Photo credit – Pop Art UK

You know what’s really good? Aspirations.  You know what’s really weird? When you realise that some of your aspirations are peculiarly –  and particularly – domestic. For example: 1) For the apartment to be sparklingly clean and tidy/organised; 2) For the freezer to be stocked with pre-prepared homemade food;  3) For there to always be a supply fresh and delicious ingredients around to cook with. 

You know what’s really frustrating? Working full-time and not having enough energy for these things, and worse – feeling that I am letting myself down by not doing them. Gah. 

Full disclosure: I don’t cook a hearty meal every single night, sometimes we get down to a tomato, a lemon and half a bottle of maple syrup and I shudder thinking of what the women with organised weekly shopping lists and packed freezers would have to say to me.  If I get 2 loads of laundry done during an ‘evening in’ and the basket is empty when I’m finished, I feel pathetically triumphant!

Admittedly, I have toyed with the idea of employing a cleaner, but it doesn’t sit right with me. We have a 3 room apartment, there’s only 2 of us, and I would be terribly embarassed to hire another human being to carry out something I am perfectly capable of doing myself.  

Like it or not, I still consider being houseproud a positive trait.  Houseproud, but not house-obsessed. My mother takes this concept to a wholly different place [at one point the house risked becoming a museum, then happily the grandkids arrived and wreaked havoc upon any of  those plans] but still, I appreciate Mum’s thought process: that our homes are often an extension of ourselves, not just a place where we sleep and shower, but our sanctuary and the place we welcome others into, hoping they will feel comfortable, embraced and – crucially – ‘at home’.  

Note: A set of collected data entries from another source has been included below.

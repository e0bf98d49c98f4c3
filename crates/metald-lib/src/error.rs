//! Error types for the control plane
//!
//! Domain errors use `thiserror`. The OS and collaborator boundaries
//! (backend, billing client, process scanning) return `anyhow::Result`
//! and are wrapped into these types where they surface to callers.

use thiserror::Error;

/// Errors returned by the VM lifecycle service
#[derive(Debug, Error)]
pub enum VmError {
    /// Malformed request; never retried
    #[error("invalid argument: {0}")]
    InvalidArgument(String),

    #[error("vm not found: {vm_id}")]
    NotFound { vm_id: String },

    /// Backend or persistence failure
    #[error("internal error: {message}")]
    Internal {
        message: String,
        #[source]
        source: anyhow::Error,
    },
}

impl VmError {
    pub fn invalid(message: impl Into<String>) -> Self {
        VmError::InvalidArgument(message.into())
    }

    pub fn internal(message: impl Into<String>, source: anyhow::Error) -> Self {
        VmError::Internal {
            message: message.into(),
            source,
        }
    }

    /// Short label for metrics
    pub fn kind(&self) -> &'static str {
        match self {
            VmError::InvalidArgument(_) => "invalid_argument",
            VmError::NotFound { .. } => "not_found",
            VmError::Internal { .. } => "internal",
        }
    }
}

/// Errors returned by a `VmRepository`
#[derive(Debug, Error)]
pub enum RepositoryError {
    /// The record does not exist or was already soft-deleted
    #[error("vm {0} not found")]
    NotFound(String),

    #[error("vm {0} already exists")]
    AlreadyExists(String),

    #[error("storage failure: {0}")]
    Storage(#[from] anyhow::Error),
}

impl RepositoryError {
    pub fn is_not_found(&self) -> bool {
        matches!(self, RepositoryError::NotFound(_))
    }
}

/// Terminal failure of the bounded-retry cleanup routine
#[derive(Debug, Error)]
pub enum CleanupError {
    #[error("cleanup of vm {vm_id} failed after {attempts} attempts: {last_error}")]
    Exhausted {
        vm_id: String,
        attempts: u32,
        last_error: String,
    },

    /// The detached cleanup task panicked or was aborted by the runtime
    #[error("cleanup task for vm {vm_id} did not complete: {reason}")]
    TaskFailed { vm_id: String, reason: String },
}

pub type VmResult<T> = std::result::Result<T, VmError>;
pub type RepositoryResult<T> = std::result::Result<T, RepositoryError>;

As an educated, fairly wordly gal who votes, works, reads, tweets and exercises all the other human, civil and equal rights afforded to her, I can still acknowledge the part of me that wants to be the perfect homemaker.

Of course the crux of this issue is that I even feel the need to ‘housekeep’ and fret over it, while the huzzie could happily ignore any cleaning/ tidying/laundry responsibilities for weeks at a time.  

Most of the time I can ignore the floors that need to be swept yet again [seriously, who ever thought shiny white tiles were a good material for floors?!], but oh the socialisation – how did this even end up being one of my most prominent concerns! 

My brain often has this little debate with itself:  ‘Dude, you work full-time, you contribute, you provide one salary of a double-income household, you spend time with your hubs & you make time for your friends, you do cook occasionally and for shabbat. You even make your own challah.  You’re fretting about this? Chillax!”, then the other part chimes in with:  “Aren’t you ashamed that you can’t remember when you last washed the floors? That drawer of tupperware still needs tidying, you can’t make soup if you don’t have any onions or er, actually any vegetables and the guest room still has boxes in it that were supposed to go to the charity shop weeks ago! Call yourself a homemaker?! Do you punk, do you?!”